TASK DIRECTIONS
Please copy, character for character, each line from the beginning of the listing to the line containing "to build HTTP", including both.

DATA EXCERPTS
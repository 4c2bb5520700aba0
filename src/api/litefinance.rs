use anyhow::{Context, Result};
use async_trait::async_trait;
use governor::{Quota, RateLimiter};
use reqwest::{Client, RequestBuilder};
use serde::{Deserialize, Serialize};
use std::num::NonZeroU32;
use std::sync::Arc;
use tokio::time::{sleep, Duration};

use super::Broker;
use crate::models::{AccountInfo, BrokerPosition, OrderConfirmation, OrderType, Side};

const LITEFINANCE_API_BASE: &str = "https://api.litefinance.com";
const RATE_LIMIT_RPS: u32 = 10;
const MAX_RETRIES: u32 = 3;
const INITIAL_BACKOFF_MS: u64 = 500;
const REQUEST_TIMEOUT_MS: u64 = 1000;
const DEFAULT_LEVERAGE: &str = "1:100";

type LiteFinanceRateLimiter = RateLimiter<
    governor::state::direct::NotKeyed,
    governor::state::InMemoryState,
    governor::clock::DefaultClock,
>;

/// REST client for the LiteFinance brokerage API
///
/// Cloneable; all clones share one rate limiter.
#[derive(Clone)]
pub struct LiteFinanceClient {
    client: Client,
    base_url: String,
    api_key: String,
    rate_limiter: Arc<LiteFinanceRateLimiter>,
    request_timeout: Duration,
    initial_backoff: Duration,
}

/// `/prices/{symbol}` answers with a bare number, an object, or a short series
#[derive(Debug, Deserialize)]
#[serde(untagged)]
enum PriceResponse {
    Scalar(f64),
    Quote { price: f64 },
    Series(Vec<f64>),
}

impl PriceResponse {
    fn latest(self) -> Option<f64> {
        match self {
            PriceResponse::Scalar(price) | PriceResponse::Quote { price } => Some(price),
            PriceResponse::Series(prices) => prices.last().copied(),
        }
    }
}

#[derive(Debug, Serialize)]
struct OrderRequest<'a> {
    symbol: &'a str,
    #[serde(rename = "type")]
    order_type: OrderType,
    side: Side,
    amount: f64,
    leverage: &'a str,
}

impl LiteFinanceClient {
    pub fn new(api_key: String) -> Result<Self> {
        Self::with_base_url(LITEFINANCE_API_BASE, api_key)
    }

    pub fn with_base_url(base_url: &str, api_key: String) -> Result<Self> {
        let client = Client::builder()
            .build()
            .context("Failed to build HTTP client")?;

        let quota = Quota::per_second(NonZeroU32::new(RATE_LIMIT_RPS).unwrap_or(NonZeroU32::MIN));

        Ok(Self {
            client,
            base_url: base_url.trim_end_matches('/').to_string(),
            api_key,
            rate_limiter: Arc::new(RateLimiter::direct(quota)),
            request_timeout: Duration::from_millis(REQUEST_TIMEOUT_MS),
            initial_backoff: Duration::from_millis(INITIAL_BACKOFF_MS),
        })
    }

    /// Scale per-request timeout and backoff so a fully retried price
    /// fetch finishes inside `budget`
    ///
    /// Half of the budget goes to the attempts and three eighths to the
    /// backoff sleeps; the rest covers rate limiting.
    pub fn fit_to_budget(mut self, budget: Duration) -> Self {
        let backoff_steps = 2_u32.pow(MAX_RETRIES - 1) - 1;
        self.request_timeout = budget / (2 * MAX_RETRIES);
        self.initial_backoff = budget * 3 / (8 * backoff_steps.max(1));
        self
    }

    /// Longest a `get_price` call can take when every attempt times out
    pub fn worst_case_price_latency(&self) -> Duration {
        let backoff: Duration = (1..MAX_RETRIES)
            .map(|attempt| self.initial_backoff * 2_u32.pow(attempt - 1))
            .sum();
        self.request_timeout * MAX_RETRIES + backoff
    }

    /// Override the first retry delay (doubles on each attempt)
    pub fn with_retry_backoff(mut self, initial_backoff: Duration) -> Self {
        self.initial_backoff = initial_backoff;
        self
    }

    fn url(&self, path: &str) -> String {
        format!("{}{}", self.base_url, path)
    }

    fn authorized(&self, request: RequestBuilder) -> RequestBuilder {
        request.bearer_auth(&self.api_key)
    }

    async fn send<T: for<'de> Deserialize<'de>>(&self, request: RequestBuilder, what: &str) -> Result<T> {
        self.rate_limiter.until_ready().await;

        let response = self
            .authorized(request)
            .timeout(self.request_timeout)
            .send()
            .await
            .with_context(|| format!("{} request failed", what))?
            .error_for_status()
            .with_context(|| format!("{} rejected by broker", what))?;

        response
            .json::<T>()
            .await
            .with_context(|| format!("Failed to decode {} response", what))
    }

    /// Internal method to fetch price once (without retry logic)
    async fn fetch_price_once(&self, symbol: &str) -> Result<f64> {
        let url = self.url(&format!("/prices/{}", path_symbol(symbol)));
        let response: PriceResponse = self.send(self.client.get(&url), "price").await?;

        response
            .latest()
            .with_context(|| format!("Empty price series for {}", symbol))
    }
}

/// Symbols such as "BTC/USDT" are addressed without the slash
fn path_symbol(symbol: &str) -> String {
    symbol.replace('/', "")
}

#[async_trait]
impl Broker for LiteFinanceClient {
    /// Includes retry logic with exponential backoff for transient failures
    async fn get_price(&self, symbol: &str) -> Result<f64> {
        let mut last_error = None;

        for attempt in 1..=MAX_RETRIES {
            match self.fetch_price_once(symbol).await {
                Ok(price) => {
                    if attempt > 1 {
                        tracing::info!(symbol, attempt, "Fetched price after retry");
                    }
                    return Ok(price);
                }
                Err(e) => {
                    if attempt < MAX_RETRIES {
                        let backoff = self.initial_backoff * 2_u32.pow(attempt - 1);
                        tracing::warn!(
                            "Attempt {}/{} failed for {}: {:#}. Retrying in {:?}...",
                            attempt,
                            MAX_RETRIES,
                            symbol,
                            e,
                            backoff
                        );
                        sleep(backoff).await;
                    }
                    last_error = Some(e);
                }
            }
        }

        Err(last_error.unwrap_or_else(|| anyhow::anyhow!("All retry attempts failed")))
    }

    async fn account_info(&self) -> Result<AccountInfo> {
        self.send(self.client.get(self.url("/account")), "account").await
    }

    async fn create_order(
        &self,
        symbol: &str,
        order_type: OrderType,
        side: Side,
        size: f64,
    ) -> Result<OrderConfirmation> {
        let body = OrderRequest {
            symbol,
            order_type,
            side,
            amount: size,
            leverage: DEFAULT_LEVERAGE,
        };

        let confirmation: OrderConfirmation = self
            .send(self.client.post(self.url("/orders")).json(&body), "order")
            .await?;

        tracing::info!(
            symbol,
            side = %side,
            size,
            order_id = %confirmation.id,
            "Order accepted"
        );
        Ok(confirmation)
    }

    async fn close_position(&self, position_id: Option<&str>, symbol: &str) -> Result<OrderConfirmation> {
        let id = match position_id {
            Some(id) => id.to_string(),
            None => self
                .open_positions()
                .await?
                .into_iter()
                .find(|p| p.symbol == symbol)
                .map(|p| p.id)
                .with_context(|| format!("No open position at broker for {}", symbol))?,
        };

        let url = self.url(&format!("/positions/{}/close", id));
        self.send(self.client.post(&url), "close").await
    }

    async fn open_positions(&self) -> Result<Vec<BrokerPosition>> {
        self.send(self.client.get(self.url("/positions")), "positions").await
    }
}

#[cfg(test)]
mod tests {
    use super::*;

    async fn client_for(server: &mockito::ServerGuard) -> LiteFinanceClient {
        LiteFinanceClient::with_base_url(&server.url(), "test-key".to_string())
            .unwrap()
            .with_retry_backoff(Duration::from_millis(1))
    }

    #[test]
    fn test_default_retries_fit_default_call_timeout() {
        let client = LiteFinanceClient::new("key".to_string()).unwrap();
        let call_timeout = crate::settings::TradingConfig::default().call_timeout();

        assert_eq!(client.worst_case_price_latency(), Duration::from_millis(4500));
        assert!(client.worst_case_price_latency() < call_timeout);
    }

    #[test]
    fn test_fit_to_budget() {
        for budget_ms in [200, 800, 2000, 5000] {
            let budget = Duration::from_millis(budget_ms);
            let client = LiteFinanceClient::new("key".to_string())
                .unwrap()
                .fit_to_budget(budget);

            assert!(client.worst_case_price_latency() < budget);
            assert!(client.request_timeout > Duration::ZERO);
        }
    }

    #[tokio::test]
    async fn test_get_price_gives_up_within_budget() {
        // Nothing listens here, so every attempt fails fast
        let client = LiteFinanceClient::with_base_url("http://127.0.0.1:9", "key".to_string())
            .unwrap()
            .fit_to_budget(Duration::from_millis(400));

        let started = std::time::Instant::now();
        let result = client.get_price("XAUUSD").await;

        assert!(result.is_err());
        assert!(started.elapsed() < Duration::from_millis(400));
    }

    #[test]
    fn test_path_symbol() {
        assert_eq!(path_symbol("BTC/USDT"), "BTCUSDT");
        assert_eq!(path_symbol("XAUUSD"), "XAUUSD");
    }

    #[test]
    fn test_price_response_shapes() {
        let scalar: PriceResponse = serde_json::from_str("101.5").unwrap();
        let quote: PriceResponse = serde_json::from_str(r#"{"price": 102.5}"#).unwrap();
        let series: PriceResponse = serde_json::from_str("[100.0, 101.0, 103.5]").unwrap();
        let empty: PriceResponse = serde_json::from_str("[]").unwrap();

        assert_eq!(scalar.latest(), Some(101.5));
        assert_eq!(quote.latest(), Some(102.5));
        assert_eq!(series.latest(), Some(103.5));
        assert_eq!(empty.latest(), None);
    }

    #[tokio::test]
    async fn test_get_price() {
        let mut server = mockito::Server::new_async().await;
        let mock = server
            .mock("GET", "/prices/BTCUSDT")
            .match_header("authorization", "Bearer test-key")
            .with_status(200)
            .with_header("content-type", "application/json")
            .with_body(r#"{"price": 64250.5}"#)
            .create_async()
            .await;

        let client = client_for(&server).await;
        let price = client.get_price("BTC/USDT").await.unwrap();

        assert_eq!(price, 64250.5);
        mock.assert_async().await;
    }

    #[tokio::test]
    async fn test_get_price_retries_then_fails() {
        let mut server = mockito::Server::new_async().await;
        let mock = server
            .mock("GET", "/prices/XAUUSD")
            .with_status(503)
            .expect(3)
            .create_async()
            .await;

        let client = client_for(&server).await;
        let result = client.get_price("XAUUSD").await;

        assert!(result.is_err());
        mock.assert_async().await;
    }

    #[tokio::test]
    async fn test_account_info() {
        let mut server = mockito::Server::new_async().await;
        server
            .mock("GET", "/account")
            .with_status(200)
            .with_header("content-type", "application/json")
            .with_body(r#"{"balance": 10000.0, "equity": 10120.0, "openPositions": 1, "dailyPnL": 120.0}"#)
            .create_async()
            .await;

        let client = client_for(&server).await;
        let account = client.account_info().await.unwrap();

        assert_eq!(account.balance, 10000.0);
        assert_eq!(account.open_positions, 1);
    }

    #[tokio::test]
    async fn test_create_order_sends_body() {
        let mut server = mockito::Server::new_async().await;
        let mock = server
            .mock("POST", "/orders")
            .match_body(mockito::Matcher::PartialJson(serde_json::json!({
                "symbol": "XAUUSD",
                "type": "market",
                "side": "buy",
                "amount": 0.25,
                "leverage": "1:100"
            })))
            .with_status(200)
            .with_header("content-type", "application/json")
            .with_body(r#"{"id": "ord-42", "price": 2001.5}"#)
            .create_async()
            .await;

        let client = client_for(&server).await;
        let confirmation = client
            .create_order("XAUUSD", OrderType::Market, Side::Buy, 0.25)
            .await
            .unwrap();

        assert_eq!(confirmation.id, "ord-42");
        assert_eq!(confirmation.fill_price, Some(2001.5));
        mock.assert_async().await;
    }

    #[tokio::test]
    async fn test_close_position_by_symbol_looks_up_id() {
        let mut server = mockito::Server::new_async().await;
        server
            .mock("GET", "/positions")
            .with_status(200)
            .with_header("content-type", "application/json")
            .with_body(r#"[{"id": "p-9", "symbol": "XAUUSD", "side": "buy", "entryPrice": 1990.0}]"#)
            .create_async()
            .await;
        let close = server
            .mock("POST", "/positions/p-9/close")
            .with_status(200)
            .with_header("content-type", "application/json")
            .with_body(r#"{"id": "p-9"}"#)
            .create_async()
            .await;

        let client = client_for(&server).await;
        let confirmation = client.close_position(None, "XAUUSD").await.unwrap();

        assert_eq!(confirmation.id, "p-9");
        close.assert_async().await;
    }

    #[tokio::test]
    async fn test_close_position_unknown_symbol() {
        let mut server = mockito::Server::new_async().await;
        server
            .mock("GET", "/positions")
            .with_status(200)
            .with_header("content-type", "application/json")
            .with_body("[]")
            .create_async()
            .await;

        let client = client_for(&server).await;
        let result = client.close_position(None, "XAUUSD").await;

        assert!(result.unwrap_err().to_string().contains("No open position"));
    }
}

RESPONSE
repository 4c2bb5520700aba0
filename src/api/litefinance.rs
use anyhow::{Context, Result};
use async_trait::async_trait;
use governor::{Quota, RateLimiter};
use reqwest::{Client, RequestBuilder};
use serde::{Deserialize, Serialize};
use std::num::NonZeroU32;
use std::sync::Arc;
use tokio::time::{sleep, Duration};

use super::Broker;
use crate::models::{AccountInfo, BrokerPosition, OrderConfirmation, OrderType, Side};

const LITEFINANCE_API_BASE: &str = "https://api.litefinance.com";
const RATE_LIMIT_RPS: u32 = 10;
const MAX_RETRIES: u32 = 3;
const INITIAL_BACKOFF_MS: u64 = 500;
const REQUEST_TIMEOUT_MS: u64 = 1000;
const DEFAULT_LEVERAGE: &str = "1:100";

type LiteFinanceRateLimiter = RateLimiter<
    governor::state::direct::NotKeyed,
    governor::state::InMemoryState,
    governor::clock::DefaultClock,
>;

/// REST client for the LiteFinance brokerage API
///
/// Cloneable; all clones share one rate limiter.
#[derive(Clone)]
pub struct LiteFinanceClient {
    client: Client,
    base_url: String,
    api_key: String,
    rate_limiter: Arc<LiteFinanceRateLimiter>,
    request_timeout: Duration,
    initial_backoff: Duration,
}

/// `/prices/{symbol}` answers with a bare number, an object, or a short series
#[derive(Debug, Deserialize)]
#[serde(untagged)]
enum PriceResponse {
    Scalar(f64),
    Quote { price: f64 },
    Series(Vec<f64>),
}

impl PriceResponse {
    fn latest(self) -> Option<f64> {
        match self {
            PriceResponse::Scalar(price) | PriceResponse::Quote { price } => Some(price),
            PriceResponse::Series(prices) => prices.last().copied(),
        }
    }
}

#[derive(Debug, Serialize)]
struct OrderRequest<'a> {
    symbol: &'a str,
    #[serde(rename = "type")]
    order_type: OrderType,
    side: Side,
    amount: f64,
    leverage: &'a str,
}

impl LiteFinanceClient {
    pub fn new(api_key: String) -> Result<Self> {
        Self::with_base_url(LITEFINANCE_API_BASE, api_key)
    }

    pub fn with_base_url(base_url: &str, api_key: String) -> Result<Self> {
        let client = Client::builder()
            .build()
            .context("Failed to build HTTP client")?;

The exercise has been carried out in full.